B. Growth – a cell will grow until it reaches its maximum size, then it will divide. C. Repair – cell division is crucial in the repair of tissues. 1. Regeneration – the process of growing back lost body parts. ex – starfish growing back, skin cells replacing damaged cells. D. Reproduction 1. Asexual Reproduction – offspring are produced by only one parent a. Have the same genetics as the parent 2. Sexual Reproduction – involves the combination of reproductive cells. a. Offspring have a combination of genetic material from parents
II. Cell Cycle – sequence of growth and development of a cell. A. Interphase – the growth period of a cell 1. Most of the cell’s life is spent in this phase. 2. Cell grows in size and carries out metabolism 3. As the cell nears the period of division, chromosomes duplicate. a. Chromatin – form that chromosomes take during most of the cell’s life. 1) Strands of DNA wrapped around protein molecules.

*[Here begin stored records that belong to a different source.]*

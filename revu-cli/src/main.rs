//! Revu CLI - Pull request feedback audit and review dashboard
//!
//! `audit` checks whether review feedback on a pull request has been
//! addressed; `discover` and `act` find pull requests you review and submit
//! verdicts on them.

mod commands;

use clap::{Parser, Subcommand};
use revu_core::Config;
use tracing_subscriber::{fmt, prelude::*, EnvFilter};

use commands::{ActArgs, AuditArgs, DiscoverArgs};

/// Revu: audit pull request review feedback and act on reviews
#[derive(Parser, Debug)]
#[command(name = "revu")]
#[command(author, version, about, long_about = None)]
struct Cli {
    /// Enable verbose output
    #[arg(short, long, global = true)]
    verbose: bool,

    #[command(subcommand)]
    command: Option<Commands>,
}

#[derive(Subcommand, Debug)]
enum Commands {
    /// Audit review threads on a pull request
    #[command(visible_alias = "a")]
    Audit(AuditArgs),

    /// Find open pull requests you have reviewed or commented on
    Discover(DiscoverArgs),

    /// Approve, request changes on, or comment on a pull request
    Act(ActArgs),

    /// Show current configuration
    Config,

    /// Show version information
    Version,
}

#[tokio::main]
async fn main() -> anyhow::Result<()> {
    let cli = Cli::parse();

    // Reports go to stdout, so logs go to stderr
    let default_level = if cli.verbose { "debug" } else { "warn" };
    tracing_subscriber::registry()
        .with(fmt::layer().with_writer(std::io::stderr))
        .with(EnvFilter::try_from_default_env().unwrap_or_else(|_| EnvFilter::new(default_level)))
        .init();

    let config = Config::load_with_env()?;

    if cli.verbose {
        tracing::info!(
            graphql_url = %config.github.graphql_url,
            format = ?config.audit.format,
            "Configuration loaded"
        );
    }

    match cli.command {
        Some(Commands::Audit(args)) => {
            args.execute(config).await?;
        }
        Some(Commands::Discover(args)) => {
            args.execute(&config).await?;
        }
        Some(Commands::Act(args)) => {
            args.execute(&config).await?;
        }
        Some(Commands::Config) => {
            println!("Revu Configuration");
            println!("==================");
            println!();
            println!("GitHub Settings:");
            println!("  graphql_url: {}", config.github.graphql_url);
            println!("  timeout: {:?}", config.github.timeout);
            println!("  page_size: {}", config.github.page_size);
            println!();
            println!("Audit Settings:");
            println!("  format: {:?}", config.audit.format);
            println!("  exclude_resolved: {}", config.audit.exclude_resolved);
            println!("  auto_resolve: {}", config.audit.auto_resolve);
            println!();
            if let Some(path) = Config::default_config_path() {
                println!("Config file: {}", path.display());
                if path.exists() {
                    println!("  (exists)");
                } else {
                    println!("  (not found - using defaults)");
                }
            }
        }
        Some(Commands::Version) => {
            println!("revu {}", env!("CARGO_PKG_VERSION"));
        }
        None => {
            println!("Revu - Pull request feedback audit and review dashboard");
            println!();
            println!("Use --help for usage information");
        }
    }

    Ok(())
}
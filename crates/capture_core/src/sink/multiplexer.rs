//! Fan-out Multiplexer
//!
//! Dispatches each buffer to every attached sink concurrently. A sink's
//! failure is isolated to that sink: its `handle_error` is invoked, it
//! stays attached, and every other sink still receives the buffer.

use std::sync::atomic::{AtomicBool, Ordering};
use std::sync::Arc;

use futures::future::join_all;
use tokio::sync::Mutex;

use super::Sink;
use crate::buffer::AudioBuffer;
use crate::error::CaptureError;
use crate::format::AudioFormat;

/// Holds an ordered set of sinks and fans buffers out to all of them.
pub struct Multiplexer {
    sinks: Mutex<Vec<Arc<dyn Sink>>>,
    paused: AtomicBool,
}

impl Multiplexer {
    pub fn new() -> Self {
        Self {
            sinks: Mutex::new(Vec::new()),
            paused: AtomicBool::new(false),
        }
    }

    pub async fn attach(&self, sink: Arc<dyn Sink>, format: AudioFormat) -> Result<(), CaptureError> {
        sink.configure(format).await?;
        self.sinks.lock().await.push(sink);
        Ok(())
    }

    pub fn set_paused(&self, paused: bool) {
        self.paused.store(paused, Ordering::Relaxed);
    }

    pub fn is_paused(&self) -> bool {
        self.paused.load(Ordering::Relaxed)
    }

    /// Dispatches `buffer` to every sink concurrently, awaiting all of
    /// them. A paused multiplexer drops the buffer on the floor.
    pub async fn dispatch(&self, buffer: &AudioBuffer) {
        if self.paused.load(Ordering::Relaxed) {
            return;
        }

        let snapshot: Vec<Arc<dyn Sink>> = self.sinks.lock().await.clone();
        let dispatches = snapshot.iter().map(|sink| async move {
            if let Err(err) = sink.process(buffer).await {
                sink.handle_error(&err).await;
            }
        });
        join_all(dispatches).await;
    }

    /// Calls `finish()` on every attached sink exactly once, in
    /// attach-order, then drops them all.
    pub async fn finish_all(&self) {
        let mut sinks = self.sinks.lock().await;
        for sink in sinks.iter() {
            if let Err(err) = sink.finish().await {
                sink.handle_error(&err).await;
            }
        }
        sinks.clear();
    }

    pub async fn sink_count(&self) -> usize {
        self.sinks.lock().await.len()
    }
}

impl Default for Multiplexer {
    fn default() -> Self {
        Self::new()
    }
}
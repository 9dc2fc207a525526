//! WAV File Sink
//!
//! Writes a linear `Unconfigured -> Configured -> Writing -> Closed` state
//! machine onto a `hound::WavWriter`. File I/O is serialized behind a
//! mutex and offloaded to the blocking-I/O executor so a sink may be
//! driven from multiple worker tasks without blocking them.

use std::fs::File;
use std::io::BufWriter;
use std::path::PathBuf;
use std::sync::Mutex;

use async_trait::async_trait;
use hound::{SampleFormat, WavSpec, WavWriter};
use tracing::{debug, error};

use super::Sink;
use crate::buffer::AudioBuffer;
use crate::error::CaptureError;
use crate::format::AudioFormat;

#[derive(Debug, Clone, Copy, PartialEq, Eq)]
enum Status {
    Unconfigured,
    Writing,
    Closed,
    Failed,
}

struct WavState {
    status: Status,
    writer: Option<WavWriter<BufWriter<File>>>,
    format: Option<AudioFormat>,
    total_frames: u64,
}

/// Writes arriving buffers to a RIFF/WAVE file at `path`.
pub struct WavSink {
    path: PathBuf,
    state: std::sync::Arc<Mutex<WavState>>,
}

impl WavSink {
    pub fn new(path: impl Into<PathBuf>) -> Self {
        Self {
            path: path.into(),
            state: std::sync::Arc::new(Mutex::new(WavState {
                status: Status::Unconfigured,
                writer: None,
                format: None,
                total_frames: 0,
            })),
        }
    }

    pub fn total_frames(&self) -> u64 {
        self.state.lock().unwrap().total_frames
    }
}

#[async_trait]
impl Sink for WavSink {
    async fn configure(&self, format: AudioFormat) -> Result<(), CaptureError> {
        let path = self.path.clone();
        let state = std::sync::Arc::clone(&self.state);

        tokio::task::spawn_blocking(move || {
            let mut guard = state.lock().unwrap();
            if guard.status != Status::Unconfigured {
                return Err(CaptureError::InvalidState(
                    "wav sink already configured".into(),
                ));
            }

            let spec = WavSpec {
                channels: format.channel_count,
                sample_rate: format.sample_rate as u32,
                bits_per_sample: format.bit_depth as u16,
                sample_format: if format.is_float {
                    SampleFormat::Float
                } else {
                    SampleFormat::Int
                },
            };

            let file = File::create(&path)
                .map_err(|e| CaptureError::FileWriteFailed(e.to_string()))?;
            let writer = WavWriter::new(BufWriter::new(file), spec)
                .map_err(|e| CaptureError::FileWriteFailed(e.to_string()))?;

            guard.writer = Some(writer);
            guard.format = Some(format);
            guard.status = Status::Writing;
            debug!(path = %path.display(), "wav sink configured");
            Ok(())
        })
        .await
        .map_err(|e| CaptureError::FileWriteFailed(e.to_string()))?
    }

    async fn process(&self, buffer: &AudioBuffer) -> Result<(), CaptureError> {
        let state = std::sync::Arc::clone(&self.state);
        let buffer = buffer.clone();

        tokio::task::spawn_blocking(move || {
            let mut guard = state.lock().unwrap();
            if guard.status != Status::Writing {
                return Err(CaptureError::InvalidState(
                    "wav sink is not in the writing state".into(),
                ));
            }
            let format = guard.format.expect("configured before writing");
            let interleaved = buffer.data.to_interleaved(format.channel_count as usize);
            let writer = guard.writer.as_mut().expect("configured before writing");

            let write_result = if format.is_float {
                interleaved
                    .iter()
                    .try_for_each(|s| writer.write_sample(*s))
            } else if format.bit_depth == 24 {
                interleaved
                    .iter()
                    .try_for_each(|s| writer.write_sample(capture_dsp::float_to_int24(*s)))
            } else {
                interleaved
                    .iter()
                    .try_for_each(|s| writer.write_sample(capture_dsp::float_to_int16(*s)))
            };

            match write_result {
                Ok(()) => {
                    guard.total_frames += buffer.frame_count as u64;
                    Ok(())
                }
                Err(e) => {
                    guard.status = Status::Failed;
                    Err(CaptureError::FileWriteFailed(e.to_string()))
                }
            }
        })
        .await
        .map_err(|e| CaptureError::FileWriteFailed(e.to_string()))?
    }

    async fn handle_error(&self, error: &CaptureError) {
        error!(error = %error, "wav sink processing error");
    }

    async fn finish(&self) -> Result<(), CaptureError> {
        let state = std::sync::Arc::clone(&self.state);

        tokio::task::spawn_blocking(move || {
            let mut guard = state.lock().unwrap();
            if guard.status != Status::Writing {
                return Ok(());
            }
            if let Some(writer) = guard.writer.take() {
                writer
                    .finalize()
                    .map_err(|e| CaptureError::FileWriteFailed(e.to_string()))?;
            }
            guard.status = Status::Closed;
            Ok(())
        })
        .await
        .map_err(|e| CaptureError::FileWriteFailed(e.to_string()))?
    }
}
use std::sync::Mutex;

use super::QueueStatistics;

/// Enqueue priority, highest first.
#[derive(Debug, Clone, Copy, PartialEq, Eq, PartialOrd, Ord)]
pub enum Priority {
    Low = 0,
    Normal = 1,
    High = 2,
    Critical = 3,
}

struct Entry<T> {
    priority: Priority,
    sequence: u64,
    value: T,
}

/// A priority-ordered bounded queue.
///
/// Items are kept in strictly decreasing-priority order; insertion within a
/// priority level preserves FIFO via a monotonic sequence number. On
/// overflow the lowest-priority item is evicted (oldest first among ties).
///
/// Priority order is held until an explicit `dequeue()` — unlike the
/// original implementation this was ported from, `enqueue` never eagerly
/// drains the highest-priority item into a side channel.
pub struct PriorityQueue<T> {
    capacity: usize,
    items: Mutex<Vec<Entry<T>>>,
    stats: Mutex<QueueStatistics>,
    next_sequence: Mutex<u64>,
}

impl<T> PriorityQueue<T> {
    pub fn new(capacity: usize) -> Self {
        Self {
            capacity,
            items: Mutex::new(Vec::with_capacity(capacity)),
            stats: Mutex::new(QueueStatistics::default()),
            next_sequence: Mutex::new(0),
        }
    }

    pub fn capacity(&self) -> usize {
        self.capacity
    }

    pub fn try_enqueue(&self, item: T, priority: Priority) -> bool {
        if self.capacity == 0 {
            return false;
        }
        let sequence = {
            let mut next = self.next_sequence.lock().unwrap();
            let seq = *next;
            *next += 1;
            seq
        };

        let mut items = self.items.lock().unwrap();
        let mut stats = self.stats.lock().unwrap();

        if items.len() >= self.capacity {
            // Evict the lowest-priority item; ties break toward oldest sequence.
            let evict_index = items
                .iter()
                .enumerate()
                .min_by_key(|(_, e)| (e.priority, std::cmp::Reverse(e.sequence)))
                .map(|(i, _)| i);
            if let Some(idx) = evict_index {
                items.remove(idx);
                stats.record_drop();
            }
        }

        let insert_at = items
            .iter()
            .position(|e| e.priority < priority)
            .unwrap_or(items.len());
        items.insert(
            insert_at,
            Entry {
                priority,
                sequence,
                value: item,
            },
        );
        stats.record_enqueue(items.len());
        true
    }

    /// Removes and returns the highest-priority item, oldest first among ties.
    pub fn dequeue(&self) -> Option<T> {
        let mut items = self.items.lock().unwrap();
        if items.is_empty() {
            return None;
        }
        let entry = items.remove(0);
        self.stats.lock().unwrap().record_dequeue();
        Some(entry.value)
    }

    pub fn peek_priority(&self) -> Option<Priority> {
        self.items.lock().unwrap().first().map(|e| e.priority)
    }

    pub fn clear(&self) {
        self.items.lock().unwrap().clear();
    }

    pub fn count(&self) -> usize {
        self.items.lock().unwrap().len()
    }

    pub fn is_empty(&self) -> bool {
        self.count() == 0
    }

    pub fn is_full(&self) -> bool {
        self.count() >= self.capacity
    }

    pub fn statistics(&self) -> QueueStatistics {
        *self.stats.lock().unwrap()
    }

    pub fn reset_statistics(&self) {
        let size = self.count();
        self.stats.lock().unwrap().reset_preserving_size(size);
    }
}
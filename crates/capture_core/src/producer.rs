//! Producer Adapter
//!
//! Wraps a `DeviceHandle` callback: tags each native buffer with a
//! timestamp and hands it off to the multiplexer with a non-blocking,
//! non-allocating try-enqueue. This is the only code that runs on the
//! real-time audio thread (Tier 1); everything downstream runs on the
//! cooperative worker pool (Tier 2).

use std::sync::atomic::{AtomicBool, Ordering};
use std::sync::Arc;
use std::time::Instant;

use crate::buffer::{AudioBuffer, SampleLayout};
use crate::device::{DeviceHandle, RawBuffer};
use crate::format::AudioFormat;
use crate::queue::FifoQueue;

/// Bridges an opened [`DeviceHandle`] to a bounded hand-off queue.
///
/// Construction registers the device callback immediately; dropping or
/// calling [`Producer::stop`] is idempotent.
pub struct Producer {
    device: Box<dyn DeviceHandle>,
    format: AudioFormat,
    recording: Arc<AtomicBool>,
    queue: Arc<FifoQueue<AudioBuffer>>,
}

impl Producer {
    /// Opens the device's callback onto `queue`. The device must not have
    /// had a callback registered yet.
    pub fn start(mut device: Box<dyn DeviceHandle>, queue: Arc<FifoQueue<AudioBuffer>>) -> Self {
        let format = device.actual_format();
        let recording = Arc::new(AtomicBool::new(true));

        let cb_recording = Arc::clone(&recording);
        let cb_queue = Arc::clone(&queue);
        let cb_format = format;

        device.register_callback(Box::new(move |raw: RawBuffer| {
            if !cb_recording.load(Ordering::Relaxed) {
                return;
            }
            let buffer = AudioBuffer::new(
                SampleLayout::Interleaved(raw.samples),
                cb_format,
                Instant::now(),
            );
            let _ = cb_queue.try_enqueue(buffer);
        }));

        Self {
            device,
            format,
            recording,
            queue,
        }
    }

    pub fn actual_sample_rate(&self) -> f64 {
        self.format.sample_rate
    }

    pub fn channel_count(&self) -> u16 {
        self.format.channel_count
    }

    pub fn is_recording(&self) -> bool {
        self.recording.load(Ordering::Relaxed)
    }

    pub fn queue(&self) -> &Arc<FifoQueue<AudioBuffer>> {
        &self.queue
    }

    /// Stops delivering buffers and closes the device. Safe to call more
    /// than once.
    pub fn stop(&mut self) {
        if self.recording.swap(false, Ordering::Relaxed) {
            self.device.close();
        }
    }
}

impl Drop for Producer {
    fn drop(&mut self) {
        self.stop();
    }
}

#[cfg(test)]
mod tests {
    use super::*;
    use crate::device::test_support::ScriptedDevice;

    #[test]
    fn delivers_buffers_into_the_queue() {
        let format = AudioFormat::default_format();
        let (device, state) = ScriptedDevice::new_pair(format);
        let queue = Arc::new(FifoQueue::new(8));

        let producer = Producer::start(device, Arc::clone(&queue));
        state.emit(RawBuffer {
            samples: vec![0.0; 4],
            frame_count: 2,
        });

        assert_eq!(queue.count(), 1);
        assert!(producer.is_recording());
        assert_eq!(producer.channel_count(), format.channel_count);
    }

    #[test]
    fn stop_is_idempotent_and_halts_delivery() {
        let format = AudioFormat::default_format();
        let (device, state) = ScriptedDevice::new_pair(format);
        let queue = Arc::new(FifoQueue::new(8));

        let mut producer = Producer::start(device, Arc::clone(&queue));
        producer.stop();
        producer.stop();
        state.emit(RawBuffer {
            samples: vec![0.0; 4],
            frame_count: 2,
        });

        assert!(!producer.is_recording());
        assert_eq!(queue.count(), 0);
    }
}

B. Mitosis – cell division in which chromosomes duplicate and divide into identical sets. 1. Prophase – longest phase of mitosis a. Chromatin shortens and thickens and becomes visible as chromosomes. b. Sister Chromatids – the duplicated strands of DNA which are exact copies of each other. 1) Centromere – holds the sister chromatids together. c. Nuclear membrane breaks down and the nucleus disappears d. Centrioles – small dark cylindrical structures that help form the spindle. 1) Spindle – thread-like structure that aids in the movement of chromosomes.
2. Metaphase a. Chromatids attach to the spindle and move toward the center of the cell -- equatorial plane 3. Anaphase a. Centromere splits and chromatids move towards opposite poles of the cell.
4. Telophase – a. Begins as chromatids reach the opposite poles of the cell. b. Chromosomes uncoil and revert back to chromatin. c. Spindle breaks down and the nucleus reappears. d. Cytokinesis – cytoplasm divides 1) In animal cells, plasma membrane pinches together to form two new daughter cells. 2) In plant cells, a cell plate forms in the center of cell.
III. Meiosis A. Genes and Chromosomes 1. Diploid Number – cell with two of each kind of chromosome (2n) 2. Haploid Number – cell with one of each kind of chromosome (n) 3. Homologous Chromosomes – paired chromosomes a. Have genes for the same traits. B. Meiosis – cell division which produces gametes that contain ½ number of chromosomes. 1. Interphase – 2. Prophase I a. Each set of homologous chromosomes pair up and form a tetrad.
b. Crossing Over - homologous chromosomes in a tetrad sometimes exchange pieces. 3. Metaphase I a. Tetrads line up in the middle of the equator. 4. Anaphase I a. Homologous chromosomes separate and move to opposite poles.
5. Telophase I a. Cell splits and now contain ½ the number of original chromosomes C. Meiosis II 1. Prophase II 2. Metaphase II 3. Anaphase II Same as Mitosis 4. Telophase II a. Four haploid cells are formed. 1) Males -- sperm cells 2) Females -- Eggs b. Zygote – cell that results when the egg is fertilized.
D. Genetic Variation 1. Meiosis results in cells that are different from the original cells. 2. Produces organisms that vary from the parent. a. In people, 70 trillion different zygotes are possible.